Bec Milne is fifth generation military and has walked, run and volunteered more than 200 times at parkruns on both sides of the country. “Social isolation is something that all veterans are familiar with and most of us have coping mechanisms and strategies to lessen the impact, but there is no panacea. 18 house moves over 20 years of service is challenging for even the most bubbly and outgoing of people.
“My mum is an ‘army brat’ and always said the military is like having two homes – one where you came from which will always be part of you, and a ‘now home’ where the mail goes and your life is today. This is why parkrun has so much to offer the military community.”
Tony Smith, 50, spent 24 years in the British Army before moving to Australia with his family, spending three years in the Australian Army Reserves. parkrun helped Tony and his family build friendships, while Tony has used his travels to help fellow veterans and Reserves all over the country to get involved with parkrun. Tony says “parkrun has been instrumental in helping my family and I start our new life, and developing a circle of friends in a place we knew absolutely nobody when we first arrived.
“The military is rank oriented and as a result you tend to mix with your own peer group. It’s like a lot of jobs where you socialise with those you work with. What I like about parkrun is that it provides an alternative to both of those things.”
Ian Young is a former soldier who is now a parkrun Run Director. Following an incident when he was serving in Northern Ireland, he struggled with alcohol issues, post-traumatic stress and considered taking his own life.

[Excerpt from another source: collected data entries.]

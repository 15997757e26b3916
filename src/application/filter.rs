//! Publication predicates over decoded posts.

use crate::domain::post::{Post, SLUG_PROPERTY, TITLE_PROPERTY};

pub const POST_TYPE: &str = "Post";
pub const PAGE_TYPE: &str = "Page";
pub const PUBLISHED_STATUS: &str = "Published";

/// Keep the posts a visitor may see at `now_ms`.
///
/// A post survives when all of these hold:
/// - its type is `Post`, or `Page` while `include_pages` is set;
/// - it has a non-empty title and slug;
/// - its status is `Published`;
/// - its date is not in the future.
///
/// The input is left untouched and survivors keep their relative order.
pub fn filter_published(posts: &[Post], include_pages: bool, now_ms: i64) -> Vec<Post> {
    posts
        .iter()
        .filter(|post| is_published(post, include_pages, now_ms))
        .cloned()
        .collect()
}

pub fn is_published(post: &Post, include_pages: bool, now_ms: i64) -> bool {
    let type_allowed = match post.kind() {
        Some(POST_TYPE) => true,
        Some(PAGE_TYPE) => include_pages,
        _ => false,
    };

    type_allowed
        && post.has_value(TITLE_PROPERTY)
        && post.has_value(SLUG_PROPERTY)
        && post.status() == Some(PUBLISHED_STATUS)
        && post.date <= now_ms
}
//! Decoded post model.

use indexmap::IndexMap;
use serde::{Deserialize, Serialize};
use serde_json::{Map, Value};

use super::record_map::NotionUser;

pub const TYPE_PROPERTY: &str = "type";
pub const TITLE_PROPERTY: &str = "title";
pub const SLUG_PROPERTY: &str = "slug";
pub const STATUS_PROPERTY: &str = "status";
pub const DATE_PROPERTY: &str = "date";

/// Names reserved for the synthetic fields of [`Post`].
const SYNTHETIC_FIELDS: [&str; 3] = ["id", "fullWidth", DATE_PROPERTY];

#[derive(Debug, Clone, PartialEq, Eq, Serialize, Deserialize)]
pub struct User {
    pub id: String,
    pub first_name: Option<String>,
    pub last_name: Option<String>,
    pub profile_photo: Option<String>,
}

impl From<NotionUser> for User {
    fn from(user: NotionUser) -> Self {
        Self {
            id: user.id,
            first_name: user.given_name,
            last_name: user.family_name,
            profile_photo: user.profile_photo,
        }
    }
}

/// A Notion date token without its `type` discriminator.
#[derive(Debug, Clone, Default, PartialEq, Serialize, Deserialize)]
pub struct DateValue {
    #[serde(default, skip_serializing_if = "Option::is_none")]
    pub start_date: Option<String>,
    #[serde(default, skip_serializing_if = "Option::is_none")]
    pub start_time: Option<String>,
    #[serde(default, skip_serializing_if = "Option::is_none")]
    pub end_date: Option<String>,
    #[serde(default, skip_serializing_if = "Option::is_none")]
    pub end_time: Option<String>,
    #[serde(default, skip_serializing_if = "Option::is_none")]
    pub time_zone: Option<String>,
    #[serde(flatten)]
    pub extra: Map<String, Value>,
}

#[derive(Debug, Clone, PartialEq, Serialize)]
#[serde(untagged)]
pub enum PropertyValue {
    Text(String),
    Date(DateValue),
    Options(Vec<String>),
    People(Vec<User>),
}

impl PropertyValue {
    /// Whether the value carries any content at all.
    pub fn is_present(&self) -> bool {
        match self {
            PropertyValue::Text(text) => !text.is_empty(),
            PropertyValue::Date(_) => true,
            PropertyValue::Options(options) => !options.is_empty(),
            PropertyValue::People(people) => !people.is_empty(),
        }
    }
}

/// Decoded properties of one page, keyed by schema display name.
pub type PropertyMap = IndexMap<String, PropertyValue>;

/// A page of the blog database, decoded and ready to filter.
#[derive(Debug, Clone, PartialEq, Serialize)]
pub struct Post {
    pub id: String,
    #[serde(rename = "fullWidth")]
    pub full_width: bool,
    /// Publish time in Unix milliseconds.
    pub date: i64,
    #[serde(flatten)]
    pub properties: PropertyMap,
}

impl Post {
    /// Assemble a post, dropping decoded properties that would shadow the
    /// synthetic `id`, `fullWidth` and `date` fields.
    pub fn new(
        id: impl Into<String>,
        full_width: bool,
        date: i64,
        mut properties: PropertyMap,
    ) -> Self {
        properties.retain(|name, _| !SYNTHETIC_FIELDS.contains(&name.as_str()));
        Self {
            id: id.into(),
            full_width,
            date,
            properties,
        }
    }

    pub fn property(&self, name: &str) -> Option<&PropertyValue> {
        self.properties.get(name)
    }

    pub fn text(&self, name: &str) -> Option<&str> {
        match self.properties.get(name) {
            Some(PropertyValue::Text(text)) => Some(text.as_str()),
            _ => None,
        }
    }

    /// First option of a select-style property.
    pub fn first_option(&self, name: &str) -> Option<&str> {
        match self.properties.get(name) {
            Some(PropertyValue::Options(options)) => options.first().map(String::as_str),
            _ => None,
        }
    }

    pub fn kind(&self) -> Option<&str> {
        self.first_option(TYPE_PROPERTY)
    }

    pub fn status(&self) -> Option<&str> {
        self.first_option(STATUS_PROPERTY)
    }

    pub fn has_value(&self, name: &str) -> bool {
        self.property(name).is_some_and(PropertyValue::is_present)
    }
}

“PTS had a significant negative effect on my personal life. I went in on myself and became very angry, frightened, confrontational, anxious and emotionally numb. It affected my sleep with recurrent dreams and nightmares, diet became a real concern and my weight plummeted. I became very irritated by it all.

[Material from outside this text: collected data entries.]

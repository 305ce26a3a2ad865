//! Expense-tracking chat bot.
//!
//! The core is a conversational command dispatcher: inbound text messages
//! and button-click callbacks are turned into structured commands, run
//! against the expense store or chart renderer, and answered with exactly
//! one reply each. Multi-turn edits are tracked per conversation in the
//! pending-interaction tracker.

pub mod bot;
pub mod charts;
pub mod config;
pub mod domain;
pub mod storage;

pub use bot::{Choice, Dispatcher, Event, PendingInteractions, Reply};
pub use charts::{ChartRenderer, PlottersChartRenderer};
pub use config::Config;
pub use domain::{Budget, ChartKind, Command, CommandError, Expense};
pub use storage::{DbConnection, ExpenseStore, SqliteExpenseStore};
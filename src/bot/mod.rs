//! Bot layer: inbound events, the command dispatcher and the
//! pending-interaction tracker for multi-turn edits.

pub mod dispatcher;
pub mod event;
pub mod pending;
pub mod replies;

pub use dispatcher::Dispatcher;
pub use event::{Choice, Event, Reply};
pub use pending::PendingInteractions;
//! Domain layer: expense/budget models, date handling and the command grammar.

pub mod commands;
pub mod dates;
pub mod models;

pub use commands::{ChartKind, Command, CommandError};
pub use models::{Budget, CategoryTotal, DailyTotal, Expense, MonthlyTotal};
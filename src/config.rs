//! Environment-backed configuration.

use std::env;
use std::path::PathBuf;

/// Default database when `GASTOBOT_DATABASE_URL` is unset.
const DEFAULT_DATABASE_URL: &str = "sqlite:gastobot.db";

#[derive(Debug, Clone)]
pub struct Config {
    /// sqlx connection string for the expense store.
    pub database_url: String,
    /// Directory rendered chart images are written to.
    pub charts_dir: PathBuf,
}

impl Config {
    pub fn from_env() -> Self {
        let database_url =
            env::var("GASTOBOT_DATABASE_URL").unwrap_or_else(|_| DEFAULT_DATABASE_URL.to_string());
        let charts_dir = env::var("GASTOBOT_CHARTS_DIR")
            .map(PathBuf::from)
            .unwrap_or_else(|_| PathBuf::from("."));
        Self {
            database_url,
            charts_dir,
        }
    }
}
//! # Storage Traits
//!
//! Defines the storage abstraction the dispatcher works against, so the
//! persistence backend can be swapped without touching the bot layer.

use anyhow::Result;
use async_trait::async_trait;
use chrono::NaiveDate;

use crate::domain::{CategoryTotal, DailyTotal, Expense, MonthlyTotal};

/// Durable record of expenses and per-owner budgets.
///
/// Every operation is scoped to one owner (conversation id); no call ever
/// sees another owner's rows.
#[async_trait]
pub trait ExpenseStore: Send + Sync {
    /// Record a new expense. The store assigns the id.
    async fn create_expense(
        &self,
        owner: i64,
        amount: f64,
        category: &str,
        date: NaiveDate,
    ) -> Result<()>;

    /// All expenses for an owner, newest date first; same-date rows come
    /// back newest-insert-first.
    async fn list_expenses(&self, owner: i64) -> Result<Vec<Expense>>;

    /// Expenses with `start <= date <= end`, newest first. Covers the
    /// day/week/month listings.
    async fn list_expenses_between(
        &self,
        owner: i64,
        start: NaiveDate,
        end: NaiveDate,
    ) -> Result<Vec<Expense>>;

    /// Total spent per category.
    async fn sum_by_category(&self, owner: i64) -> Result<Vec<CategoryTotal>>;

    /// Total spent per calendar date, oldest first (time-series chart).
    async fn totals_by_date(&self, owner: i64) -> Result<Vec<DailyTotal>>;

    /// Total spent per `YYYY-MM` month, oldest first (bar chart).
    async fn totals_by_month(&self, owner: i64) -> Result<Vec<MonthlyTotal>>;

    /// Delete one expense by id. Returns whether a row was removed.
    async fn delete_expense(&self, owner: i64, id: i64) -> Result<bool>;

    /// Delete every expense in a category. Returns the number removed.
    async fn delete_by_category(&self, owner: i64, category: &str) -> Result<u32>;

    /// Delete all of an owner's expenses. Returns the number removed.
    async fn delete_all(&self, owner: i64) -> Result<u32>;

    /// Replace category and date of an existing expense. The amount is
    /// immutable.
    async fn update_expense(
        &self,
        owner: i64,
        id: i64,
        category: &str,
        date: NaiveDate,
    ) -> Result<()>;

    /// The owner's budget limit, if one was ever set.
    async fn get_budget(&self, owner: i64) -> Result<Option<f64>>;

    /// Insert or replace the owner's budget limit.
    async fn set_budget(&self, owner: i64, limit: f64) -> Result<()>;

    /// Sum of expenses from the first of `today`'s month through `today`.
    async fn month_to_date_total(&self, owner: i64, today: NaiveDate) -> Result<f64>;
}
//! SQLite implementation of the expense store.

use anyhow::Result;
use async_trait::async_trait;
use chrono::NaiveDate;
use sqlx::Row;

use crate::domain::dates::month_start;
use crate::domain::{CategoryTotal, DailyTotal, Expense, MonthlyTotal};
use crate::storage::sqlite::connection::DbConnection;
use crate::storage::traits::ExpenseStore;

/// Repository for expense and budget operations
#[derive(Clone)]
pub struct SqliteExpenseStore {
    db: DbConnection,
}

impl SqliteExpenseStore {
    pub fn new(db: DbConnection) -> Self {
        Self { db }
    }

    fn row_to_expense(row: &sqlx::sqlite::SqliteRow) -> Expense {
        Expense {
            id: row.get("id"),
            owner: row.get("user_id"),
            amount: row.get("amount"),
            category: row.get("category"),
            date: row.get("date"),
        }
    }
}

#[async_trait]
impl ExpenseStore for SqliteExpenseStore {
    async fn create_expense(
        &self,
        owner: i64,
        amount: f64,
        category: &str,
        date: NaiveDate,
    ) -> Result<()> {
        sqlx::query(
            r#"
            INSERT INTO expenses (user_id, amount, category, date)
            VALUES (?, ?, ?, ?)
            "#,
        )
        .bind(owner)
        .bind(amount)
        .bind(category)
        .bind(date)
        .execute(self.db.pool())
        .await?;
        Ok(())
    }

    async fn list_expenses(&self, owner: i64) -> Result<Vec<Expense>> {
        let rows = sqlx::query(
            r#"
            SELECT id, user_id, amount, category, date
            FROM expenses
            WHERE user_id = ?
            ORDER BY date DESC, id DESC
            "#,
        )
        .bind(owner)
        .fetch_all(self.db.pool())
        .await?;

        Ok(rows.iter().map(Self::row_to_expense).collect())
    }

    async fn list_expenses_between(
        &self,
        owner: i64,
        start: NaiveDate,
        end: NaiveDate,
    ) -> Result<Vec<Expense>> {
        let rows = sqlx::query(
            r#"
            SELECT id, user_id, amount, category, date
            FROM expenses
            WHERE user_id = ? AND date BETWEEN ? AND ?
            ORDER BY date DESC, id DESC
            "#,
        )
        .bind(owner)
        .bind(start)
        .bind(end)
        .fetch_all(self.db.pool())
        .await?;

        Ok(rows.iter().map(Self::row_to_expense).collect())
    }

    async fn sum_by_category(&self, owner: i64) -> Result<Vec<CategoryTotal>> {
        let rows = sqlx::query(
            r#"
            SELECT category, SUM(amount) AS total
            FROM expenses
            WHERE user_id = ?
            GROUP BY category
            "#,
        )
        .bind(owner)
        .fetch_all(self.db.pool())
        .await?;

        Ok(rows
            .iter()
            .map(|row| CategoryTotal {
                category: row.get("category"),
                total: row.get("total"),
            })
            .collect())
    }

    async fn totals_by_date(&self, owner: i64) -> Result<Vec<DailyTotal>> {
        let rows = sqlx::query(
            r#"
            SELECT date, SUM(amount) AS total
            FROM expenses
            WHERE user_id = ?
            GROUP BY date
            ORDER BY date ASC
            "#,
        )
        .bind(owner)
        .fetch_all(self.db.pool())
        .await?;

        Ok(rows
            .iter()
            .map(|row| DailyTotal {
                date: row.get("date"),
                total: row.get("total"),
            })
            .collect())
    }

    async fn totals_by_month(&self, owner: i64) -> Result<Vec<MonthlyTotal>> {
        let rows = sqlx::query(
            r#"
            SELECT strftime('%Y-%m', date) AS month, SUM(amount) AS total
            FROM expenses
            WHERE user_id = ?
            GROUP BY month
            ORDER BY month ASC
            "#,
        )
        .bind(owner)
        .fetch_all(self.db.pool())
        .await?;

        Ok(rows
            .iter()
            .map(|row| MonthlyTotal {
                month: row.get("month"),
                total: row.get("total"),
            })
            .collect())
    }

    async fn delete_expense(&self, owner: i64, id: i64) -> Result<bool> {
        let result = sqlx::query(
            r#"
            DELETE FROM expenses
            WHERE id = ? AND user_id = ?
            "#,
        )
        .bind(id)
        .bind(owner)
        .execute(self.db.pool())
        .await?;
        Ok(result.rows_affected() > 0)
    }

    async fn delete_by_category(&self, owner: i64, category: &str) -> Result<u32> {
        let result = sqlx::query(
            r#"
            DELETE FROM expenses
            WHERE user_id = ? AND category = ?
            "#,
        )
        .bind(owner)
        .bind(category)
        .execute(self.db.pool())
        .await?;
        Ok(result.rows_affected() as u32)
    }

    async fn delete_all(&self, owner: i64) -> Result<u32> {
        let result = sqlx::query(
            r#"
            DELETE FROM expenses
            WHERE user_id = ?
            "#,
        )
        .bind(owner)
        .execute(self.db.pool())
        .await?;
        Ok(result.rows_affected() as u32)
    }

    async fn update_expense(
        &self,
        owner: i64,
        id: i64,
        category: &str,
        date: NaiveDate,
    ) -> Result<()> {
        sqlx::query(
            r#"
            UPDATE expenses
            SET category = ?, date = ?
            WHERE id = ? AND user_id = ?
            "#,
        )
        .bind(category)
        .bind(date)
        .bind(id)
        .bind(owner)
        .execute(self.db.pool())
        .await?;
        Ok(())
    }

    async fn get_budget(&self, owner: i64) -> Result<Option<f64>> {
        let row = sqlx::query(
            r#"
            SELECT limit_amount
            FROM budgets
            WHERE user_id = ?
            "#,
        )
        .bind(owner)
        .fetch_optional(self.db.pool())
        .await?;

        Ok(row.map(|r| r.get("limit_amount")))
    }

    async fn set_budget(&self, owner: i64, limit: f64) -> Result<()> {
        sqlx::query(
            r#"
            INSERT OR REPLACE INTO budgets (user_id, limit_amount)
            VALUES (?, ?)
            "#,
        )
        .bind(owner)
        .bind(limit)
        .execute(self.db.pool())
        .await?;
        Ok(())
    }

    async fn month_to_date_total(&self, owner: i64, today: NaiveDate) -> Result<f64> {
        let row = sqlx::query(
            r#"
            SELECT COALESCE(SUM(amount), 0.0) AS total
            FROM expenses
            WHERE user_id = ? AND date BETWEEN ? AND ?
            "#,
        )
        .bind(owner)
        .bind(month_start(today))
        .bind(today)
        .fetch_one(self.db.pool())
        .await?;

        Ok(row.get("total"))
    }
}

“I started running as a way of keeping calm and focussed. I first got involved with parkrun in 2012 and it has played a big part in my running recovery – both the running and the volunteering.”
Erin Rhodes’ husband has been in the Australian Army for 20 years and Erin describes herself as an “average defence wife with two children”. Erin decided to make some lifestyle changes to improve her health and confidence, which included starting parkrunning in Canberra. She has since lost 35kgs, is happier, healthier and has completed a half marathon.

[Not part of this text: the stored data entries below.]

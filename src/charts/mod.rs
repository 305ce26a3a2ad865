//! Chart rendering.
//!
//! The dispatcher hands aggregated expense data to a [`ChartRenderer`] and
//! gets back the path of a rendered PNG artifact. The plotters-backed
//! implementation lives in [`renderer`].

pub mod renderer;

use std::path::PathBuf;

use anyhow::Result;

use crate::domain::{CategoryTotal, DailyTotal, MonthlyTotal};

pub use renderer::PlottersChartRenderer;

/// Produces image artifacts from a user's aggregated expense data.
///
/// Implementations report "no data" as an error; the dispatcher surfaces
/// renderer errors verbatim in the reply.
pub trait ChartRenderer: Send + Sync {
    /// Pie chart of spending per category.
    fn render_category_breakdown(&self, owner: i64, totals: &[CategoryTotal]) -> Result<PathBuf>;

    /// Line chart of spending over time.
    fn render_time_series(&self, owner: i64, totals: &[DailyTotal]) -> Result<PathBuf>;

    /// Bar chart of totals per month.
    fn render_monthly_totals(&self, owner: i64, totals: &[MonthlyTotal]) -> Result<PathBuf>;
}
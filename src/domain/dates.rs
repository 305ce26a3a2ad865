//! Date parsing and period helpers.
//!
//! All user-facing dates use the `DD-MM-YYYY` form; the relative keywords
//! `hoje` (today) and `ontem` (yesterday) are accepted wherever a date is.

use chrono::{Datelike, Duration, NaiveDate};

/// User-facing date format.
pub const USER_DATE_FMT: &str = "%d-%m-%Y";

/// Format a date for display in replies.
pub fn format_user_date(date: NaiveDate) -> String {
    date.format(USER_DATE_FMT).to_string()
}

/// Parse a user-supplied date token relative to `today`.
///
/// Returns `None` for anything that is neither a keyword nor a strictly
/// valid `DD-MM-YYYY` date (e.g. `31-13-2025`).
pub fn parse_user_date(token: &str, today: NaiveDate) -> Option<NaiveDate> {
    match token.to_lowercase().as_str() {
        "hoje" => Some(today),
        "ontem" => Some(today - Duration::days(1)),
        other => NaiveDate::parse_from_str(other, USER_DATE_FMT).ok(),
    }
}

/// Start of the trailing week window ending at `today` inclusive.
pub fn week_start(today: NaiveDate) -> NaiveDate {
    today - Duration::days(7)
}

/// First day of the month `today` falls in.
pub fn month_start(today: NaiveDate) -> NaiveDate {
    // with_day(1) only fails for out-of-range days, which 1 never is
    today.with_day(1).unwrap_or(today)
}

#[cfg(test)]
mod tests {
    use super::*;

    fn d(y: i32, m: u32, day: u32) -> NaiveDate {
        NaiveDate::from_ymd_opt(y, m, day).expect("valid date")
    }

    #[test]
    fn parses_strict_date() {
        let today = d(2025, 3, 20);
        assert_eq!(parse_user_date("15-03-2025", today), Some(d(2025, 3, 15)));
    }

    #[test]
    fn parses_relative_keywords() {
        let today = d(2025, 3, 20);
        assert_eq!(parse_user_date("hoje", today), Some(today));
        assert_eq!(parse_user_date("Hoje", today), Some(today));
        assert_eq!(parse_user_date("ontem", today), Some(d(2025, 3, 19)));
    }

    #[test]
    fn rejects_invalid_dates() {
        let today = d(2025, 3, 20);
        assert_eq!(parse_user_date("31-13-2025", today), None);
        assert_eq!(parse_user_date("2025-03-15", today), None);
        assert_eq!(parse_user_date("amanha", today), None);
    }

    #[test]
    fn period_helpers() {
        let today = d(2025, 3, 20);
        assert_eq!(week_start(today), d(2025, 3, 13));
        assert_eq!(month_start(today), d(2025, 3, 1));
    }

    #[test]
    fn week_start_crosses_month_boundary() {
        assert_eq!(week_start(d(2025, 3, 3)), d(2025, 2, 24));
    }
}
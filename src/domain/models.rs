//! Domain models for expenses, budgets and the aggregate rows behind charts.

use chrono::NaiveDate;
use serde::{Deserialize, Serialize};

/// A single recorded expense, owned by one conversation.
///
/// The amount is immutable after creation; only category and date can be
/// changed through the edit interaction.
#[derive(Debug, Clone, PartialEq, Serialize, Deserialize)]
pub struct Expense {
    /// Store-assigned identity.
    pub id: i64,
    /// Conversation/user the expense belongs to.
    pub owner: i64,
    pub amount: f64,
    /// Free-text label, e.g. "Transporte".
    pub category: String,
    /// Calendar date only, no time-of-day semantics.
    pub date: NaiveDate,
}

/// Monthly spending limit. One row per owner, upserted on every change.
#[derive(Debug, Clone, PartialEq, Serialize, Deserialize)]
pub struct Budget {
    pub owner: i64,
    pub limit_amount: f64,
}

/// Per-category total, used by `/gastos_categoria` and the pie chart.
#[derive(Debug, Clone, PartialEq)]
pub struct CategoryTotal {
    pub category: String,
    pub total: f64,
}

/// Per-day total, backing the time-series chart.
#[derive(Debug, Clone, PartialEq)]
pub struct DailyTotal {
    pub date: NaiveDate,
    pub total: f64,
}

/// Per-month total, backing the bar chart. The month is kept in the
/// `YYYY-MM` form the store groups by.
#[derive(Debug, Clone, PartialEq)]
pub struct MonthlyTotal {
    pub month: String,
    pub total: f64,
}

Mel and Jeremy have 38 years combined service in the Royal Australian Air Force. As well as parkrunning with their two young children over the past four years, parkrun has helped them create social networks when they are posted somewhere new.
Craig Rachow is the volunteer Event Director of Darwin parkrun and a member of the Australian Army Reserves. According to Craig, the skills and confidence gained from being a parkrun volunteer and that of being a Reservist, have lots of crossover.
Miriam Strickland from Victoria comes from a military family, and her nephew is soon to be medically discharged from the Royal Australian Air Force due to Parkinson’s and PTS. Volunteering at parkrun has provided Miriam with newfound confidence and helped her make friends for life from all over Australia.
Narelle Patterson, the Event Director of Puckapunyal parkrun, said: “parkrun is great for the community and it’s great for families. Being in a military environment can sometimes be quite isolating so it can be good to get out and meet some people and have some fun at the same time.”
Bob Parsons is a tank commander with the Australian Defence Force and has been posted at Puckapunyal for the past eight years.
“Puckapunyal is quite unique with families living on the base. parkrun is something the entire community can get involved in and enjoy. There are quite a few units in Puckapunyal and I’ve met people from other units through parkrun who I otherwise wouldn’t have, and we create good friendships.”